En ze deed het met een nieuwe ploeg, de vrouwenformatie van Jumbo-Visma, enkele uren nadat haar ploeggenoot bij de mannen, Wout van Aert, winnend over dezelfde streep was gegaan.
Vos is 33 en staat al vijftien jaar aan de top van het wielrennen in drie disciplines, op de baan, de weg en in het veld. In 2006 werd ze voor het eerst zowel wereldkampioen veldrijden als op de weg. Twee jaar later werd ze olympisch kampioen op de baan. Sindsdien heeft ze tientallen ereplaatsen bij elkaar gefietst, een willekeurig voorbeeld: ze won 28 etappes in de Ronde van Italië.
Tussen 2006 en circa 2013 leek het Nederlandse vrouwenwielrennen feitelijk uit één persoon te bestaan: Vos. Vanaf 2014 vallen er gaten in haar erelijsten, die in 2019 weer schoorvoetend kleur op de wangen krijgen.
Precies in de periode dat Marianne Vos wat uit beeld leek te zijn verdwenen, zijn er in alle drie ‘haar’ disciplines Nederlandse vrouwelijke opvolgers komen bovendrijven. Alsof Vos drie paden heeft geëffend voor wereld- en olympische kampioenen, zoals Kirsten Wild, Els Ligtlee en Amy Pieters op de baan, Chantal Blaak, Annemiek van Vleuten en Anna van der Breggen op de weg en voor Lucinda Brand, Annemarie Worst en Ceylin del Carmen Alvarado in het veld.
Nederland is dus uitstekend vertegenwoordigd in de top van het mondiale wielrennen. Maar zondag bleek het veel te vroeg om dat als een erfenis van Vos te beschouwen.

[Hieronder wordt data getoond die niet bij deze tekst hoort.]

//! Release run state tracking and serialization.

use crate::build::BuildArtifact;
use crate::error::{Result, StateError};
use crate::github::HostedRelease;
use crate::platform::Platform;
use crate::version::ReleaseTag;
use serde::{Deserialize, Serialize};

/// Current version of the state format
pub const STATE_FORMAT_VERSION: u32 = 1;

/// Stage of a release run.
///
/// A run moves forward through these in declaration order. `Aborted` is
/// terminal and can be entered from any stage.
#[derive(Debug, Clone, Copy, PartialEq, Eq, PartialOrd, Ord, Hash, Serialize, Deserialize)]
pub enum PipelineState {
    /// Nothing has happened yet
    NotStarted,
    /// Preflight checks and confirmations passed
    Checked,
    /// The check suite passed on the release commit
    Verified,
    /// Signed tag created locally
    Tagged,
    /// Branch and tags pushed
    Pushed,
    /// Hosted release exists
    Published,
    /// Platform builds and uploads in progress
    Building,
    /// Every platform unit finished
    Fanned,
    /// Deployment service notified
    Notified,
    /// Run completed
    Done,
    /// Run stopped on a fatal error
    Aborted,
}

impl PipelineState {
    /// Whether the tag may already be on the remote in this state
    pub fn is_after_push(self) -> bool {
        self >= PipelineState::Pushed && self != PipelineState::Aborted
    }
}

impl std::fmt::Display for PipelineState {
    fn fmt(&self, f: &mut std::fmt::Formatter<'_>) -> std::fmt::Result {
        let name = match self {
            PipelineState::NotStarted => "not started",
            PipelineState::Checked => "checked",
            PipelineState::Verified => "verified",
            PipelineState::Tagged => "tagged",
            PipelineState::Pushed => "pushed",
            PipelineState::Published => "published",
            PipelineState::Building => "building",
            PipelineState::Fanned => "fanned in",
            PipelineState::Notified => "notified",
            PipelineState::Done => "done",
            PipelineState::Aborted => "aborted",
        };
        f.write_str(name)
    }
}

/// Checkpoint in the release run
#[derive(Debug, Clone, Serialize, Deserialize)]
pub struct Checkpoint {
    /// State reached
    pub phase: PipelineState,
    /// When it was reached
    pub timestamp: chrono::DateTime<chrono::Utc>,
    /// Data recorded with the checkpoint
    #[serde(default, skip_serializing_if = "Option::is_none")]
    pub data: Option<serde_json::Value>,
}

/// Asset uploaded to the hosted release
#[derive(Debug, Clone, PartialEq, Eq, Serialize, Deserialize)]
pub struct AssetRecord {
    /// Platform the asset was built for; `None` for the checksum list
    #[serde(default)]
    pub platform: Option<Platform>,
    /// Asset name
    pub name: String,
    /// Hex SHA-256 of the asset
    pub sha256: String,
}

impl AssetRecord {
    /// `SHA256SUMS` line for this asset
    pub fn checksum_line(&self) -> String {
        format!("{}  {}", self.sha256, self.name)
    }
}

/// Platform whose unit failed
#[derive(Debug, Clone, PartialEq, Eq, Serialize, Deserialize)]
pub struct FailedPlatform {
    /// Platform
    pub platform: Platform,
    /// Failure description
    pub reason: String,
}

/// Fatal error recorded against a run
#[derive(Debug, Clone, Serialize, Deserialize)]
pub struct RecordedError {
    /// Error message
    pub message: String,
    /// State the run was in
    pub phase: PipelineState,
    /// When it happened
    pub timestamp: chrono::DateTime<chrono::Utc>,
    /// Whether re-running can recover
    pub recoverable: bool,
}

/// Persistent state of one release run
#[derive(Debug, Clone, Serialize, Deserialize)]
pub struct ReleaseState {
    /// Version of the state format
    pub format_version: u32,
    /// Incremented on every save
    pub save_version: u64,
    /// Tag being released
    pub tag: ReleaseTag,
    /// Whether the tag is a pre-release
    pub prerelease: bool,
    /// When the run started
    pub started_at: chrono::DateTime<chrono::Utc>,
    /// When the state last changed
    pub updated_at: chrono::DateTime<chrono::Utc>,
    /// Current stage
    pub phase: PipelineState,
    /// Stages reached
    pub checkpoints: Vec<Checkpoint>,
    /// Hosted release, once created
    #[serde(default)]
    pub hosted_release: Option<HostedRelease>,
    /// Assets uploaded so far
    #[serde(default)]
    pub uploaded_assets: Vec<AssetRecord>,
    /// Platforms that failed in the most recent fan-out
    #[serde(default)]
    pub failed_platforms: Vec<FailedPlatform>,
    /// Fatal errors
    #[serde(default)]
    pub errors: Vec<RecordedError>,
}

impl ReleaseState {
    /// Fresh state for `tag`
    pub fn new(tag: ReleaseTag) -> Self {
        let now = chrono::Utc::now();
        Self {
            format_version: STATE_FORMAT_VERSION,
            save_version: 0,
            prerelease: tag.is_prerelease(),
            tag,
            started_at: now,
            updated_at: now,
            phase: PipelineState::NotStarted,
            checkpoints: Vec::new(),
            hosted_release: None,
            uploaded_assets: Vec::new(),
            failed_platforms: Vec::new(),
            errors: Vec::new(),
        }
    }

    /// Move to `phase` and record a checkpoint for it
    pub fn add_checkpoint(&mut self, phase: PipelineState, data: Option<serde_json::Value>) {
        let now = chrono::Utc::now();
        self.phase = phase;
        self.checkpoints.push(Checkpoint {
            phase,
            timestamp: now,
            data,
        });
        self.updated_at = now;
    }

    /// Whether `phase` was reached at some point
    pub fn has_completed(&self, phase: PipelineState) -> bool {
        self.checkpoints.iter().any(|cp| cp.phase == phase)
    }

    /// Set current stage without a checkpoint
    pub fn set_phase(&mut self, phase: PipelineState) {
        self.phase = phase;
        self.updated_at = chrono::Utc::now();
    }

    /// Record a fatal error
    pub fn add_error(&mut self, message: String, recoverable: bool) {
        let now = chrono::Utc::now();
        self.errors.push(RecordedError {
            message,
            phase: self.phase,
            timestamp: now,
            recoverable,
        });
        self.updated_at = now;
    }

    /// Remember the hosted release
    pub fn set_hosted_release(&mut self, release: HostedRelease) {
        self.hosted_release = Some(release);
        self.updated_at = chrono::Utc::now();
    }

    /// Drop a hosted release that no longer exists, with everything uploaded to it
    pub fn forget_release(&mut self) -> Option<HostedRelease> {
        self.uploaded_assets.clear();
        self.updated_at = chrono::Utc::now();
        self.hosted_release.take()
    }

    /// Record an uploaded build artifact
    pub fn record_upload(&mut self, artifact: &BuildArtifact) {
        self.record_asset(AssetRecord {
            platform: Some(artifact.platform.clone()),
            name: artifact.name.clone(),
            sha256: artifact.sha256.clone(),
        });
        self.failed_platforms.retain(|f| f.platform != artifact.platform);
    }

    /// Record an uploaded asset, replacing an earlier record of the same name
    pub fn record_asset(&mut self, record: AssetRecord) {
        self.uploaded_assets.retain(|a| a.name != record.name);
        self.uploaded_assets.push(record);
        self.updated_at = chrono::Utc::now();
    }

    /// Forget an asset that was removed from the release
    pub fn forget_asset(&mut self, name: &str) {
        self.uploaded_assets.retain(|a| a.name != name);
        self.updated_at = chrono::Utc::now();
    }

    /// Record a failed platform unit
    pub fn record_failure(&mut self, platform: Platform, reason: String) {
        self.failed_platforms.retain(|f| f.platform != platform);
        self.failed_platforms.push(FailedPlatform { platform, reason });
        self.updated_at = chrono::Utc::now();
    }

    /// Whether an asset with this name is already on the release
    pub fn is_uploaded(&self, name: &str) -> bool {
        self.uploaded_assets.iter().any(|a| a.name == name)
    }

    /// Uploaded platform assets, for the checksum list
    pub fn platform_assets(&self) -> impl Iterator<Item = &AssetRecord> {
        self.uploaded_assets.iter().filter(|a| a.platform.is_some())
    }

    /// Check format compatibility
    pub fn validate(&self) -> Result<()> {
        if self.format_version != STATE_FORMAT_VERSION {
            return Err(StateError::VersionMismatch {
                expected: STATE_FORMAT_VERSION.to_string(),
                found: self.format_version.to_string(),
            }
            .into());
        }
        Ok(())
    }

    /// One-line description for the operator
    pub fn summary(&self) -> String {
        format!(
            "Release {} ({}) - {} asset(s) uploaded, {} platform(s) failed - {} elapsed",
            self.tag,
            self.phase,
            self.platform_assets().count(),
            self.failed_platforms.len(),
            format_duration(self.updated_at - self.started_at)
        )
    }
}

fn format_duration(duration: chrono::Duration) -> String {
    let total_seconds = duration.num_seconds();
    let hours = total_seconds / 3600;
    let minutes = (total_seconds % 3600) / 60;
    let seconds = total_seconds % 60;

    if hours > 0 {
        format!("{}h {}m {}s", hours, minutes, seconds)
    } else if minutes > 0 {
        format!("{}m {}s", minutes, seconds)
    } else {
        format!("{}s", seconds)
    }
}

Sinds dit jaar is ze niet alleen het uithangbord van de nieuw gevormde vrouwenploeg van Jumbo-Visma, ze is ook de mentor van jonge vrouwelijke renners die binnen drie jaar hopen deel uit te maken van de nummer-1-ploeg van de wereld zijn. Dat gewicht kan Vos volgens de sportief-directeur van Jumbo-Visma, Merijn Zeeman, met gemak dragen. Per slot van rekening is Vos volgens hem ‘de verpersoonlijking van het vrouwenwielrennen in Nederland en een van de grootste sporters die we ooit hebben gehad’.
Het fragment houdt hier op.